# Task details:
I would like you to restate each record word for word.

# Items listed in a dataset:

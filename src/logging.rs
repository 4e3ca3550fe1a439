//! Diagnostic logging.
//!
//! `tracing` events go to stderr so stdout stays free for menus and the
//! report path. Filter precedence, highest first:
//! 1. `CREWFLOW_LOG` environment variable (full `EnvFilter` syntax)
//! 2. `-q` / `-v` flags
//! 3. `logging.level` in settings

use crate::error::{CrewError, Result};
use crate::settings::{LogFormat, LoggingSettings};
use tracing_subscriber::{EnvFilter, fmt, layer::SubscriberExt, util::SubscriberInitExt};

/// Environment variable overriding the log filter.
pub const LOG_ENV: &str = "CREWFLOW_LOG";

/// Level implied by the command-line flags, falling back to `configured`.
pub fn effective_level(verbose: u8, quiet: bool, configured: &str) -> String {
    if quiet {
        return "error".to_string();
    }
    match verbose {
        0 => configured.trim().to_string(),
        1 => "debug".to_string(),
        _ => "trace".to_string(),
    }
}

/// Install the global subscriber. Call once, from `main`.
pub fn init_logging(settings: &LoggingSettings, verbose: u8, quiet: bool) -> Result<()> {
    let filter = build_env_filter(&effective_level(verbose, quiet, &settings.level))?;
    let registry = tracing_subscriber::registry().with(filter);

    let installed = match settings.format {
        LogFormat::Json => registry
            .with(
                fmt::layer()
                    .json()
                    .with_target(true)
                    .with_writer(std::io::stderr),
            )
            .try_init(),
        LogFormat::Text => registry
            .with(
                fmt::layer()
                    .with_target(false)
                    .with_writer(std::io::stderr),
            )
            .try_init(),
    };
    installed.map_err(|e| CrewError::Config(format!("failed to initialize logging: {}", e)))
}

fn build_env_filter(level: &str) -> Result<EnvFilter> {
    if let Ok(filter) = EnvFilter::try_from_env(LOG_ENV) {
        return Ok(filter);
    }
    EnvFilter::try_new(level)
        .map_err(|e| CrewError::Config(format!("invalid log level '{}': {}", level, e)))
}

# Exercise answer:
filename src/logging.rs
repository 4e3ca3550fe1a439
//! Diagnostic logging.
//!
//! `tracing` events go to stderr so stdout stays free for menus and the
//! report path. Filter precedence, highest first:
//! 1. `CREWFLOW_LOG` environment variable (full `EnvFilter` syntax)
//! 2. `-q` / `-v` flags
//! 3. `logging.level` in settings

use crate::error::{CrewError, Result};
use crate::settings::{LogFormat, LoggingSettings};
use tracing_subscriber::{EnvFilter, fmt, layer::SubscriberExt, util::SubscriberInitExt};

/// Environment variable overriding the log filter.
pub const LOG_ENV: &str = "CREWFLOW_LOG";

/// Level implied by the command-line flags, falling back to `configured`.
pub fn effective_level(verbose: u8, quiet: bool, configured: &str) -> String {
    if quiet {
        return "error".to_string();
    }
    match verbose {
        0 => configured.trim().to_string(),
        1 => "debug".to_string(),
        _ => "trace".to_string(),
    }
}

/// Install the global subscriber. Call once, from `main`.
pub fn init_logging(settings: &LoggingSettings, verbose: u8, quiet: bool) -> Result<()> {
    let filter = build_env_filter(&effective_level(verbose, quiet, &settings.level))?;
    let registry = tracing_subscriber::registry().with(filter);

    let installed = match settings.format {
        LogFormat::Json => registry
            .with(
                fmt::layer()
                    .json()
                    .with_target(true)
                    .with_writer(std::io::stderr),
            )
            .try_init(),
        LogFormat::Text => registry
            .with(
                fmt::layer()
                    .with_target(false)
                    .with_writer(std::io::stderr),
            )
            .try_init(),
    };
    installed.map_err(|e| CrewError::Config(format!("failed to initialize logging: {}", e)))
}

fn build_env_filter(level: &str) -> Result<EnvFilter> {
    if let Ok(filter) = EnvFilter::try_from_env(LOG_ENV) {
        return Ok(filter);
    }
    EnvFilter::try_new(level)
        .map_err(|e| CrewError::Config(format!("invalid log level '{}': {}", level, e)))
}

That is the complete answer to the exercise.